**Data provided**
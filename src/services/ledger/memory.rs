//! In-memory ledger simulation.
//!
//! Provides a deterministic [`LedgerClient`] for the integration suite and
//! local dry runs: a fixed set of funded accounts, a block counter, and
//! simulations of the two contracts the harness touches. The simulated
//! FundMe mirrors the external contract's observable semantics (the
//! minimum-USD funding check against the aggregator answer, per-funder
//! accounting, and owner-only withdrawal that clears the funder ledger)
//! and reverts with the same reason strings the real contract uses.

use std::{collections::HashMap, sync::Mutex};

use alloy::primitives::{keccak256, Address, Bytes, U256};
use async_trait::async_trait;

use super::{LedgerClient, LedgerError};
use crate::{
    constants::{
        BELOW_MINIMUM_REVERT, FUND_ME_CONTRACT, MINIMUM_USD, MOCK_AGGREGATOR_CONTRACT,
        NOT_OWNER_REVERT,
    },
    models::{CallArg, DeploymentRecord, TransactionOutcome},
    utils::{abi, ether},
};

const ACCOUNT_COUNT: usize = 10;
const INITIAL_ACCOUNT_BALANCE_ETHER: u64 = 10_000;

/// EVM panic reason for an out-of-bounds array access.
const OUT_OF_BOUNDS_REVERT: &str = "panic: array out-of-bounds access (0x32)";

#[derive(Debug)]
struct FundMeState {
    price_feed: Address,
    owner: Address,
    funders: Vec<Address>,
    funded: HashMap<Address, U256>,
}

#[derive(Debug)]
enum ContractState {
    Aggregator { decimals: u8, answer: U256 },
    FundMe(FundMeState),
}

#[derive(Debug, Default)]
struct LedgerState {
    balances: HashMap<Address, U256>,
    contracts: HashMap<Address, ContractState>,
    block_number: u64,
    transaction_count: u64,
}

/// Deterministic in-memory ledger.
#[derive(Debug)]
pub struct InMemoryLedger {
    accounts: Vec<Address>,
    state: Mutex<LedgerState>,
}

impl Default for InMemoryLedger {
    fn default() -> Self {
        Self::new()
    }
}

impl InMemoryLedger {
    pub fn new() -> Self {
        let accounts: Vec<Address> = (0..ACCOUNT_COUNT).map(dev_account).collect();
        let balances = accounts
            .iter()
            .map(|account| (*account, ether(INITIAL_ACCOUNT_BALANCE_ETHER)))
            .collect();

        Self {
            accounts,
            state: Mutex::new(LedgerState {
                balances,
                ..Default::default()
            }),
        }
    }
}

/// Derives the deterministic address of an unlocked dev account.
fn dev_account(index: usize) -> Address {
    Address::from_word(keccak256(format!("dev-account-{}", index).as_bytes()))
}

fn exp10(power: u8) -> U256 {
    U256::from(10u64).pow(U256::from(power))
}

/// Converts a wei value to its 18-decimal USD equivalent using the
/// aggregator answer, the way the external contract's price converter does.
fn to_usd(value: U256, answer: U256, decimals: u8) -> U256 {
    let scaled_price = answer * exp10(18u8.saturating_sub(decimals));
    value * scaled_price / exp10(18)
}

fn reverted(reason: &str) -> LedgerError {
    LedgerError::Reverted {
        reason: reason.to_string(),
    }
}

impl LedgerState {
    /// Advances the chain by one block and returns the receipt summary for
    /// the transaction that produced it. The simulated ledger charges no gas.
    fn next_outcome(&mut self, confirmations: u64) -> TransactionOutcome {
        self.block_number += 1;
        self.transaction_count += 1;

        TransactionOutcome {
            tx_hash: keccak256(self.transaction_count.to_be_bytes()),
            block_number: self.block_number,
            gas_used: 0,
            confirmations: confirmations.max(1),
        }
    }

    fn contract_address(&self, deployer: Address) -> Address {
        let mut seed = Vec::with_capacity(28);
        seed.extend_from_slice(deployer.as_slice());
        seed.extend_from_slice(&self.transaction_count.to_be_bytes());
        Address::from_word(keccak256(&seed))
    }

    fn fund(&mut self, contract: Address, from: Address, value: U256) -> Result<(), LedgerError> {
        let fund_me = match self.contracts.get(&contract) {
            Some(ContractState::FundMe(state)) => state,
            Some(_) | None => return Err(LedgerError::UnknownContract(contract)),
        };
        let price_feed = fund_me.price_feed;

        let (decimals, answer) = match self.contracts.get(&price_feed) {
            Some(ContractState::Aggregator { decimals, answer }) => (*decimals, *answer),
            Some(_) | None => return Err(reverted("price feed unavailable")),
        };

        if to_usd(value, answer, decimals) < U256::from(MINIMUM_USD) {
            return Err(reverted(BELOW_MINIMUM_REVERT));
        }

        let sender_balance = self.balances.get(&from).copied().unwrap_or_default();
        if sender_balance < value {
            return Err(LedgerError::InsufficientBalance(from));
        }

        self.balances.insert(from, sender_balance - value);
        *self.balances.entry(contract).or_default() += value;

        if let Some(ContractState::FundMe(state)) = self.contracts.get_mut(&contract) {
            let funded = state.funded.entry(from).or_default();
            if funded.is_zero() {
                state.funders.push(from);
            }
            *funded += value;
        }
        Ok(())
    }

    fn withdraw(&mut self, contract: Address, from: Address) -> Result<(), LedgerError> {
        let fund_me = match self.contracts.get_mut(&contract) {
            Some(ContractState::FundMe(state)) => state,
            Some(_) | None => return Err(LedgerError::UnknownContract(contract)),
        };

        if from != fund_me.owner {
            return Err(reverted(NOT_OWNER_REVERT));
        }

        let owner = fund_me.owner;
        fund_me.funders.clear();
        fund_me.funded.clear();

        let contract_balance = self.balances.get(&contract).copied().unwrap_or_default();
        self.balances.insert(contract, U256::ZERO);
        *self.balances.entry(owner).or_default() += contract_balance;
        Ok(())
    }
}

#[async_trait]
impl LedgerClient for InMemoryLedger {
    async fn get_accounts(&self) -> Result<Vec<Address>, LedgerError> {
        Ok(self.accounts.clone())
    }

    async fn get_balance(&self, address: Address) -> Result<U256, LedgerError> {
        let state = self.state.lock().expect("ledger state lock poisoned");
        Ok(state.balances.get(&address).copied().unwrap_or_default())
    }

    async fn deploy_contract(
        &self,
        name: &str,
        constructor_args: Vec<CallArg>,
        from: Address,
        confirmations: u64,
    ) -> Result<DeploymentRecord, LedgerError> {
        let mut state = self.state.lock().expect("ledger state lock poisoned");

        let contract = match name {
            MOCK_AGGREGATOR_CONTRACT => match constructor_args.as_slice() {
                [CallArg::Uint(decimals), CallArg::Uint(answer)] => {
                    let decimals = u8::try_from(*decimals)
                        .map_err(|_| reverted("invalid constructor arguments"))?;
                    ContractState::Aggregator {
                        decimals,
                        answer: *answer,
                    }
                }
                _ => return Err(reverted("invalid constructor arguments")),
            },
            FUND_ME_CONTRACT => match constructor_args.as_slice() {
                [CallArg::Address(price_feed)] => ContractState::FundMe(FundMeState {
                    price_feed: *price_feed,
                    owner: from,
                    funders: Vec::new(),
                    funded: HashMap::new(),
                }),
                _ => return Err(reverted("invalid constructor arguments")),
            },
            _ => return Err(LedgerError::UnknownArtifact(name.to_string())),
        };

        let outcome = state.next_outcome(confirmations);
        let address = state.contract_address(from);
        state.contracts.insert(address, contract);

        Ok(DeploymentRecord {
            name: name.to_string(),
            address,
            transaction: outcome,
        })
    }

    async fn send_transaction(
        &self,
        contract: Address,
        method: &str,
        _args: Vec<CallArg>,
        from: Address,
        value: U256,
    ) -> Result<TransactionOutcome, LedgerError> {
        let mut state = self.state.lock().expect("ledger state lock poisoned");

        match method {
            "fund()" => state.fund(contract, from, value)?,
            "withdraw()" | "cheaperWithdraw()" => state.withdraw(contract, from)?,
            _ => return Err(reverted(&format!("unknown method '{}'", method))),
        }

        Ok(state.next_outcome(1))
    }

    async fn call(
        &self,
        contract: Address,
        method: &str,
        args: Vec<CallArg>,
    ) -> Result<Bytes, LedgerError> {
        let state = self.state.lock().expect("ledger state lock poisoned");

        let fund_me = match state.contracts.get(&contract) {
            Some(ContractState::FundMe(fund_me)) => fund_me,
            Some(_) => return Err(reverted(&format!("unknown method '{}'", method))),
            None => return Err(LedgerError::UnknownContract(contract)),
        };

        let word = match (method, args.as_slice()) {
            ("s_priceFeed()", []) => abi::encode_word(&CallArg::Address(fund_me.price_feed)),
            ("getOwner()", []) => abi::encode_word(&CallArg::Address(fund_me.owner)),
            ("MINIMUM_USD()", []) => abi::encode_word(&CallArg::Uint(U256::from(MINIMUM_USD))),
            ("s_funders(uint256)", [CallArg::Uint(index)]) => {
                let funder = usize::try_from(*index)
                    .ok()
                    .and_then(|index| fund_me.funders.get(index))
                    .ok_or_else(|| reverted(OUT_OF_BOUNDS_REVERT))?;
                abi::encode_word(&CallArg::Address(*funder))
            }
            ("s_addressToAmountFunded(address)", [CallArg::Address(funder)]) => {
                let amount = fund_me.funded.get(funder).copied().unwrap_or_default();
                abi::encode_word(&CallArg::Uint(amount))
            }
            _ => return Err(reverted(&format!("unknown method '{}'", method))),
        };

        Ok(Bytes::from(word.to_vec()))
    }
}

**Problem description**
Each line from the top of the material above, through the one that contains "observable semantics (the", should be restated word for word.

**Exercise output**
filename src/services/ledger/memory.rs
//! In-memory ledger simulation.
//!
//! Provides a deterministic [`LedgerClient`] for the integration suite and
//! local dry runs: a fixed set of funded accounts, a block counter, and
//! simulations of the two contracts the harness touches. The simulated
//! FundMe mirrors the external contract's observable semantics (the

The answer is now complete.